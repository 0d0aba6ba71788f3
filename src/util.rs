use std::str::FromStr;

use argon2::{Argon2, PasswordHash, PasswordHasher, PasswordVerifier};
use axum::{
    async_trait,
    extract::{FromRequest, FromRequestParts, Path},
    http::request::Parts,
};
use bson::oid::ObjectId;
use rust_decimal::Decimal;
use serde::{Deserialize, Serialize};
use time::OffsetDateTime;

use crate::error::{Error, Resource};

#[derive(Serialize, Deserialize, Debug, Clone, Copy)]
pub struct ObjectIdString(#[serde(with = "object_id_string")] pub ObjectId);

impl From<ObjectId> for ObjectIdString {
    fn from(value: ObjectId) -> Self {
        Self(value)
    }
}

impl std::ops::Deref for ObjectIdString {
    type Target = ObjectId;

    fn deref(&self) -> &Self::Target {
        &self.0
    }
}

impl std::cmp::PartialEq for ObjectIdString {
    fn eq(&self, other: &Self) -> bool {
        self.0 == other.0
    }
}
impl std::cmp::Eq for ObjectIdString {}

impl std::cmp::PartialEq<ObjectId> for ObjectIdString {
    fn eq(&self, other: &ObjectId) -> bool {
        self.0 == *other
    }
}

impl From<ObjectIdString> for bson::Bson {
    fn from(value: ObjectIdString) -> Self {
        value.0.into()
    }
}

mod object_id_string {
    use bson::oid::ObjectId;
    use serde::{self, Deserialize, Deserializer, Serializer};

    pub fn serialize<S>(id: &ObjectId, serializer: S) -> Result<S::Ok, S::Error>
    where
        S: Serializer,
    {
        serializer.serialize_str(&id.to_hex())
    }

    pub fn deserialize<'de, D>(deserializer: D) -> Result<ObjectId, D::Error>
    where
        D: Deserializer<'de>,
    {
        let s = String::deserialize(deserializer)?;
        s.parse().map_err(serde::de::Error::custom)
    }
}

#[derive(Serialize, Deserialize, Debug, Clone, Copy, PartialEq, Eq, PartialOrd, Ord)]
pub struct FormattedDateTime(#[serde(with = "time::serde::rfc3339")] pub OffsetDateTime);

impl From<bson::DateTime> for FormattedDateTime {
    fn from(value: bson::DateTime) -> Self {
        Self(value.into())
    }
}

impl From<OffsetDateTime> for FormattedDateTime {
    fn from(value: OffsetDateTime) -> Self {
        Self(value)
    }
}

pub fn now() -> bson::DateTime {
    OffsetDateTime::now_utc().into()
}

pub fn verify_password(argon: &Argon2, password: &str, hashed: &str) -> bool {
    let hashed = match PasswordHash::new(hashed) {
        Ok(hashed) => hashed,
        Err(_) => return false,
    };

    argon.verify_password(password.as_bytes(), &hashed).is_ok()
}

pub fn hash_password(argon: &Argon2, password: &str) -> Result<String, Error> {
    let salt = password_hash::SaltString::generate(&mut password_hash::rand_core::OsRng);

    argon
        .hash_password(password.as_bytes(), &salt)
        .map(|it| it.to_string())
        .map_err(Into::into)
}

#[derive(Debug, Clone, Copy, PartialEq, Eq, PartialOrd, Ord)]
pub struct DecimalString(pub Decimal);

impl From<Decimal> for DecimalString {
    fn from(value: Decimal) -> Self {
        Self(value)
    }
}

impl From<DecimalString> for Decimal {
    fn from(value: DecimalString) -> Self {
        value.0
    }
}

impl Serialize for DecimalString {
    fn serialize<S>(&self, serializer: S) -> Result<S::Ok, S::Error>
    where
        S: serde::Serializer,
    {
        serializer.serialize_str(&self.0.to_string())
    }
}

impl<'de> Deserialize<'de> for DecimalString {
    fn deserialize<D>(deserializer: D) -> Result<Self, D::Error>
    where
        D: serde::Deserializer<'de>,
    {
        pub struct Visitor;

        impl<'de> serde::de::Visitor<'de> for Visitor {
            type Value = DecimalString;

            fn expecting(&self, formatter: &mut std::fmt::Formatter) -> std::fmt::Result {
                formatter.write_str("a string of decimal or a number")
            }

            fn visit_i64<E>(self, v: i64) -> Result<Self::Value, E>
            where
                E: serde::de::Error,
            {
                Ok(Decimal::from(v).into())
            }

            fn visit_u64<E>(self, v: u64) -> Result<Self::Value, E>
            where
                E: serde::de::Error,
            {
                Ok(Decimal::from(v).into())
            }

            fn visit_f64<E>(self, v: f64) -> Result<Self::Value, E>
            where
                E: serde::de::Error,
            {
                Decimal::try_from(v)
                    .map(Into::into)
                    .map_err(serde::de::Error::custom)
            }

            fn visit_str<E>(self, v: &str) -> Result<Self::Value, E>
            where
                E: serde::de::Error,
            {
                Decimal::from_str(v.trim())
                    .map(Into::into)
                    .map_err(serde::de::Error::custom)
            }
        }

        deserializer.deserialize_any(Visitor)
    }
}

pub struct PathObjectId(pub ObjectId);

#[async_trait]
impl<S> FromRequestParts<S> for PathObjectId
where
    S: Send + Sync,
{
    type Rejection = Error;

    async fn from_request_parts(parts: &mut Parts, state: &S) -> Result<Self, Self::Rejection> {
        let Path(raw) = Path::<String>::from_request_parts(parts, state).await?;

        ObjectId::from_str(&raw)
            .map(Self)
            .map_err(|_| Error::NotFound(Resource::Id(raw)))
    }
}

// Body and query extractors whose rejections render as `ErrorJson`.
#[derive(FromRequest)]
#[from_request(via(axum::Json), rejection(Error))]
pub struct JsonBody<T>(pub T);

#[derive(FromRequestParts)]
#[from_request(via(axum::extract::Query), rejection(Error))]
pub struct QueryParams<T>(pub T);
.....
WHAT THE EXERCISE ASKS - What you should produce is an exact retyping of every line above.

EXERCISE RESPONSE -
repository 0d0aba6ba71788f3
filename src/util.rs
use std::str::FromStr;

use argon2::{Argon2, PasswordHash, PasswordHasher, PasswordVerifier};
use axum::{
    async_trait,
    extract::{FromRequest, FromRequestParts, Path},
    http::request::Parts,
};
use bson::oid::ObjectId;
use rust_decimal::Decimal;
use serde::{Deserialize, Serialize};
use time::OffsetDateTime;

use crate::error::{Error, Resource};

#[derive(Serialize, Deserialize, Debug, Clone, Copy)]
pub struct ObjectIdString(#[serde(with = "object_id_string")] pub ObjectId);

impl From<ObjectId> for ObjectIdString {
    fn from(value: ObjectId) -> Self {
        Self(value)
    }
}

impl std::ops::Deref for ObjectIdString {
    type Target = ObjectId;

    fn deref(&self) -> &Self::Target {
        &self.0
    }
}

impl std::cmp::PartialEq for ObjectIdString {
    fn eq(&self, other: &Self) -> bool {
        self.0 == other.0
    }
}
impl std::cmp::Eq for ObjectIdString {}

impl std::cmp::PartialEq<ObjectId> for ObjectIdString {
    fn eq(&self, other: &ObjectId) -> bool {
        self.0 == *other
    }
}

impl From<ObjectIdString> for bson::Bson {
    fn from(value: ObjectIdString) -> Self {
        value.0.into()
    }
}

mod object_id_string {
    use bson::oid::ObjectId;
    use serde::{self, Deserialize, Deserializer, Serializer};

    pub fn serialize<S>(id: &ObjectId, serializer: S) -> Result<S::Ok, S::Error>
    where
        S: Serializer,
    {
        serializer.serialize_str(&id.to_hex())
    }

    pub fn deserialize<'de, D>(deserializer: D) -> Result<ObjectId, D::Error>
    where
        D: Deserializer<'de>,
    {
        let s = String::deserialize(deserializer)?;
        s.parse().map_err(serde::de::Error::custom)
    }
}

#[derive(Serialize, Deserialize, Debug, Clone, Copy, PartialEq, Eq, PartialOrd, Ord)]
pub struct FormattedDateTime(#[serde(with = "time::serde::rfc3339")] pub OffsetDateTime);

impl From<bson::DateTime> for FormattedDateTime {
    fn from(value: bson::DateTime) -> Self {
        Self(value.into())
    }
}

impl From<OffsetDateTime> for FormattedDateTime {
    fn from(value: OffsetDateTime) -> Self {
        Self(value)
    }
}

pub fn now() -> bson::DateTime {
    OffsetDateTime::now_utc().into()
}

pub fn verify_password(argon: &Argon2, password: &str, hashed: &str) -> bool {
    let hashed = match PasswordHash::new(hashed) {
        Ok(hashed) => hashed,
        Err(_) => return false,
    };

    argon.verify_password(password.as_bytes(), &hashed).is_ok()
}

pub fn hash_password(argon: &Argon2, password: &str) -> Result<String, Error> {
    let salt = password_hash::SaltString::generate(&mut password_hash::rand_core::OsRng);

    argon
        .hash_password(password.as_bytes(), &salt)
        .map(|it| it.to_string())
        .map_err(Into::into)
}

#[derive(Debug, Clone, Copy, PartialEq, Eq, PartialOrd, Ord)]
pub struct DecimalString(pub Decimal);

impl From<Decimal> for DecimalString {
    fn from(value: Decimal) -> Self {
        Self(value)
    }
}

impl From<DecimalString> for Decimal {
    fn from(value: DecimalString) -> Self {
        value.0
    }
}

impl Serialize for DecimalString {
    fn serialize<S>(&self, serializer: S) -> Result<S::Ok, S::Error>
    where
        S: serde::Serializer,
    {
        serializer.serialize_str(&self.0.to_string())
    }
}

impl<'de> Deserialize<'de> for DecimalString {
    fn deserialize<D>(deserializer: D) -> Result<Self, D::Error>
    where
        D: serde::Deserializer<'de>,
    {
        pub struct Visitor;

        impl<'de> serde::de::Visitor<'de> for Visitor {
            type Value = DecimalString;

            fn expecting(&self, formatter: &mut std::fmt::Formatter) -> std::fmt::Result {
                formatter.write_str("a string of decimal or a number")
            }

            fn visit_i64<E>(self, v: i64) -> Result<Self::Value, E>
            where
                E: serde::de::Error,
            {
                Ok(Decimal::from(v).into())
            }

            fn visit_u64<E>(self, v: u64) -> Result<Self::Value, E>
            where
                E: serde::de::Error,
            {
                Ok(Decimal::from(v).into())
            }

            fn visit_f64<E>(self, v: f64) -> Result<Self::Value, E>
            where
                E: serde::de::Error,
            {
                Decimal::try_from(v)
                    .map(Into::into)
                    .map_err(serde::de::Error::custom)
            }

            fn visit_str<E>(self, v: &str) -> Result<Self::Value, E>
            where
                E: serde::de::Error,
            {
                Decimal::from_str(v.trim())
                    .map(Into::into)
                    .map_err(serde::de::Error::custom)
            }
        }

        deserializer.deserialize_any(Visitor)
    }
}

pub struct PathObjectId(pub ObjectId);

#[async_trait]
impl<S> FromRequestParts<S> for PathObjectId
where
    S: Send + Sync,
{
    type Rejection = Error;

    async fn from_request_parts(parts: &mut Parts, state: &S) -> Result<Self, Self::Rejection> {
        let Path(raw) = Path::<String>::from_request_parts(parts, state).await?;

        ObjectId::from_str(&raw)
            .map(Self)
            .map_err(|_| Error::NotFound(Resource::Id(raw)))
    }
}

// Body and query extractors whose rejections render as `ErrorJson`.
#[derive(FromRequest)]
#[from_request(via(axum::Json), rejection(Error))]
pub struct JsonBody<T>(pub T);

#[derive(FromRequestParts)]
#[from_request(via(axum::extract::Query), rejection(Error))]
pub struct QueryParams<T>(pub T);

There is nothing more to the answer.